:: Records from a dataset ::
◆ ◆ ◆ ◆ ◆ ◆ ◆
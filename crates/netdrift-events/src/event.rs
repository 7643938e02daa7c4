//! Event Types
//!
//! The append-only record stream emitted by a network. Every creation,
//! receipt, death and generation advance becomes one `NetworkEvent`; a
//! persistence layer can replay the stream to rebuild the records by id and
//! by their structural joins.

use serde::{Deserialize, Serialize};
use std::fmt;

use crate::Stamp;

/// Role of a node in the network.
#[derive(Debug, Clone, Copy, PartialEq, Eq, Hash, Serialize, Deserialize)]
#[serde(rename_all = "snake_case")]
pub enum NodeRole {
    /// Accepts transmissions and replicates content
    Agent,
    /// Generates content and ignores inbound transmissions
    Source,
}

impl fmt::Display for NodeRole {
    fn fmt(&self, f: &mut fmt::Formatter<'_>) -> fmt::Result {
        match self {
            NodeRole::Agent => write!(f, "agent"),
            NodeRole::Source => write!(f, "source"),
        }
    }
}

/// Lifecycle status of a node.
#[derive(Debug, Clone, Copy, PartialEq, Eq, Hash, Serialize, Deserialize, Default)]
#[serde(rename_all = "snake_case")]
pub enum NodeStatus {
    #[default]
    Alive,
    Dead,
}

impl fmt::Display for NodeStatus {
    fn fmt(&self, f: &mut fmt::Formatter<'_>) -> fmt::Result {
        match self {
            NodeStatus::Alive => write!(f, "alive"),
            NodeStatus::Dead => write!(f, "dead"),
        }
    }
}

/// Delivery status of a transmission.
#[derive(Debug, Clone, Copy, PartialEq, Eq, Hash, Serialize, Deserialize, Default)]
#[serde(rename_all = "snake_case")]
pub enum TransmissionStatus {
    #[default]
    Pending,
    Received,
    /// The destination died before receiving it
    Dropped,
}

impl fmt::Display for TransmissionStatus {
    fn fmt(&self, f: &mut fmt::Formatter<'_>) -> fmt::Result {
        match self {
            TransmissionStatus::Pending => write!(f, "pending"),
            TransmissionStatus::Received => write!(f, "received"),
            TransmissionStatus::Dropped => write!(f, "dropped"),
        }
    }
}

/// Primary event categories
#[derive(Debug, Clone, Copy, PartialEq, Eq, Hash, Serialize, Deserialize)]
#[serde(rename_all = "snake_case")]
pub enum EventType {
    Node,
    Vector,
    Info,
    Transmission,
    Generation,
}

impl EventType {
    /// Returns all event type variants.
    pub fn all() -> &'static [EventType] {
        &[
            EventType::Node,
            EventType::Vector,
            EventType::Info,
            EventType::Transmission,
            EventType::Generation,
        ]
    }
}

/// What happened, with the ids of every record involved.
#[derive(Debug, Clone, PartialEq, Eq, Serialize, Deserialize)]
#[serde(tag = "kind", rename_all = "snake_case")]
pub enum EventKind {
    NodeCreated {
        node_id: String,
        role: NodeRole,
    },
    NodeDied {
        node_id: String,
    },
    InfoAdopted {
        node_id: String,
        info_id: String,
    },
    VectorCreated {
        vector_id: String,
        origin_id: String,
        destination_id: String,
    },
    VectorFailed {
        vector_id: String,
    },
    InfoCreated {
        info_id: String,
        origin_id: String,
        contents: String,
    },
    TransmissionCreated {
        transmission_id: String,
        info_id: String,
        vector_id: String,
    },
    TransmissionReceived {
        transmission_id: String,
        destination_id: String,
    },
    TransmissionDropped {
        transmission_id: String,
        destination_id: String,
    },
    GenerationAdvanced {
        generation: u64,
        process: String,
    },
}

impl EventKind {
    /// Returns the category this event belongs to.
    pub fn event_type(&self) -> EventType {
        match self {
            EventKind::NodeCreated { .. }
            | EventKind::NodeDied { .. }
            | EventKind::InfoAdopted { .. } => EventType::Node,
            EventKind::VectorCreated { .. } | EventKind::VectorFailed { .. } => EventType::Vector,
            EventKind::InfoCreated { .. } => EventType::Info,
            EventKind::TransmissionCreated { .. }
            | EventKind::TransmissionReceived { .. }
            | EventKind::TransmissionDropped { .. } => EventType::Transmission,
            EventKind::GenerationAdvanced { .. } => EventType::Generation,
        }
    }
}

/// A single journaled event.
#[derive(Debug, Clone, PartialEq, Eq, Serialize, Deserialize)]
pub struct NetworkEvent {
    /// Unique identifier (e.g., "evt_00000042")
    pub event_id: String,
    /// When the event occurred
    pub stamp: Stamp,
    /// Event details
    #[serde(flatten)]
    pub kind: EventKind,
}

impl NetworkEvent {
    /// Create a new event.
    pub fn new(event_id: impl Into<String>, stamp: Stamp, kind: EventKind) -> Self {
        Self {
            event_id: event_id.into(),
            stamp,
            kind,
        }
    }

    /// Returns the event's category.
    pub fn event_type(&self) -> EventType {
        self.kind.event_type()
    }

    /// Serializes the event to a single JSON line.
    pub fn to_jsonl(&self) -> Result<String, serde_json::Error> {
        serde_json::to_string(self)
    }

    /// Deserializes an event from a JSON line.
    pub fn from_jsonl(line: &str) -> Result<Self, serde_json::Error> {
        serde_json::from_str(line)
    }
}

/// Generates an event ID with the given sequence number.
pub fn generate_event_id(sequence: u64) -> String {
    format!("evt_{:08}", sequence)
}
◆ ◆ ◆ ◆ ◆ ◆ ◆
:: TASK ITEM ::
Each line above is to be copied exactly as written.

:: FINAL ANSWER ::
filename crates/netdrift-events/src/event.rs
repository 7643938e02daa7c4
//! Event Types
//!
//! The append-only record stream emitted by a network. Every creation,
//! receipt, death and generation advance becomes one `NetworkEvent`; a
//! persistence layer can replay the stream to rebuild the records by id and
//! by their structural joins.

use serde::{Deserialize, Serialize};
use std::fmt;

use crate::Stamp;

/// Role of a node in the network.
#[derive(Debug, Clone, Copy, PartialEq, Eq, Hash, Serialize, Deserialize)]
#[serde(rename_all = "snake_case")]
pub enum NodeRole {
    /// Accepts transmissions and replicates content
    Agent,
    /// Generates content and ignores inbound transmissions
    Source,
}

impl fmt::Display for NodeRole {
    fn fmt(&self, f: &mut fmt::Formatter<'_>) -> fmt::Result {
        match self {
            NodeRole::Agent => write!(f, "agent"),
            NodeRole::Source => write!(f, "source"),
        }
    }
}

/// Lifecycle status of a node.
#[derive(Debug, Clone, Copy, PartialEq, Eq, Hash, Serialize, Deserialize, Default)]
#[serde(rename_all = "snake_case")]
pub enum NodeStatus {
    #[default]
    Alive,
    Dead,
}

impl fmt::Display for NodeStatus {
    fn fmt(&self, f: &mut fmt::Formatter<'_>) -> fmt::Result {
        match self {
            NodeStatus::Alive => write!(f, "alive"),
            NodeStatus::Dead => write!(f, "dead"),
        }
    }
}

/// Delivery status of a transmission.
#[derive(Debug, Clone, Copy, PartialEq, Eq, Hash, Serialize, Deserialize, Default)]
#[serde(rename_all = "snake_case")]
pub enum TransmissionStatus {
    #[default]
    Pending,
    Received,
    /// The destination died before receiving it
    Dropped,
}

impl fmt::Display for TransmissionStatus {
    fn fmt(&self, f: &mut fmt::Formatter<'_>) -> fmt::Result {
        match self {
            TransmissionStatus::Pending => write!(f, "pending"),
            TransmissionStatus::Received => write!(f, "received"),
            TransmissionStatus::Dropped => write!(f, "dropped"),
        }
    }
}

/// Primary event categories
#[derive(Debug, Clone, Copy, PartialEq, Eq, Hash, Serialize, Deserialize)]
#[serde(rename_all = "snake_case")]
pub enum EventType {
    Node,
    Vector,
    Info,
    Transmission,
    Generation,
}

impl EventType {
    /// Returns all event type variants.
    pub fn all() -> &'static [EventType] {
        &[
            EventType::Node,
            EventType::Vector,
            EventType::Info,
            EventType::Transmission,
            EventType::Generation,
        ]
    }
}

/// What happened, with the ids of every record involved.
#[derive(Debug, Clone, PartialEq, Eq, Serialize, Deserialize)]
#[serde(tag = "kind", rename_all = "snake_case")]
pub enum EventKind {
    NodeCreated {
        node_id: String,
        role: NodeRole,
    },
    NodeDied {
        node_id: String,
    },
    InfoAdopted {
        node_id: String,
        info_id: String,
    },
    VectorCreated {
        vector_id: String,
        origin_id: String,
        destination_id: String,
    },
    VectorFailed {
        vector_id: String,
    },
    InfoCreated {
        info_id: String,
        origin_id: String,
        contents: String,
    },
    TransmissionCreated {
        transmission_id: String,
        info_id: String,
        vector_id: String,
    },
    TransmissionReceived {
        transmission_id: String,
        destination_id: String,
    },
    TransmissionDropped {
        transmission_id: String,
        destination_id: String,
    },
    GenerationAdvanced {
        generation: u64,
        process: String,
    },
}

impl EventKind {
    /// Returns the category this event belongs to.
    pub fn event_type(&self) -> EventType {
        match self {
            EventKind::NodeCreated { .. }
            | EventKind::NodeDied { .. }
            | EventKind::InfoAdopted { .. } => EventType::Node,
            EventKind::VectorCreated { .. } | EventKind::VectorFailed { .. } => EventType::Vector,
            EventKind::InfoCreated { .. } => EventType::Info,
            EventKind::TransmissionCreated { .. }
            | EventKind::TransmissionReceived { .. }
            | EventKind::TransmissionDropped { .. } => EventType::Transmission,
            EventKind::GenerationAdvanced { .. } => EventType::Generation,
        }
    }
}

/// A single journaled event.
#[derive(Debug, Clone, PartialEq, Eq, Serialize, Deserialize)]
pub struct NetworkEvent {
    /// Unique identifier (e.g., "evt_00000042")
    pub event_id: String,
    /// When the event occurred
    pub stamp: Stamp,
    /// Event details
    #[serde(flatten)]
    pub kind: EventKind,
}

impl NetworkEvent {
    /// Create a new event.
    pub fn new(event_id: impl Into<String>, stamp: Stamp, kind: EventKind) -> Self {
        Self {
            event_id: event_id.into(),
            stamp,
            kind,
        }
    }

    /// Returns the event's category.
    pub fn event_type(&self) -> EventType {
        self.kind.event_type()
    }

    /// Serializes the event to a single JSON line.
    pub fn to_jsonl(&self) -> Result<String, serde_json::Error> {
        serde_json::to_string(self)
    }

    /// Deserializes an event from a JSON line.
    pub fn from_jsonl(line: &str) -> Result<Self, serde_json::Error> {
        serde_json::from_str(line)
    }
}

/// Generates an event ID with the given sequence number.
pub fn generate_event_id(sequence: u64) -> String {
    format!("evt_{:08}", sequence)
}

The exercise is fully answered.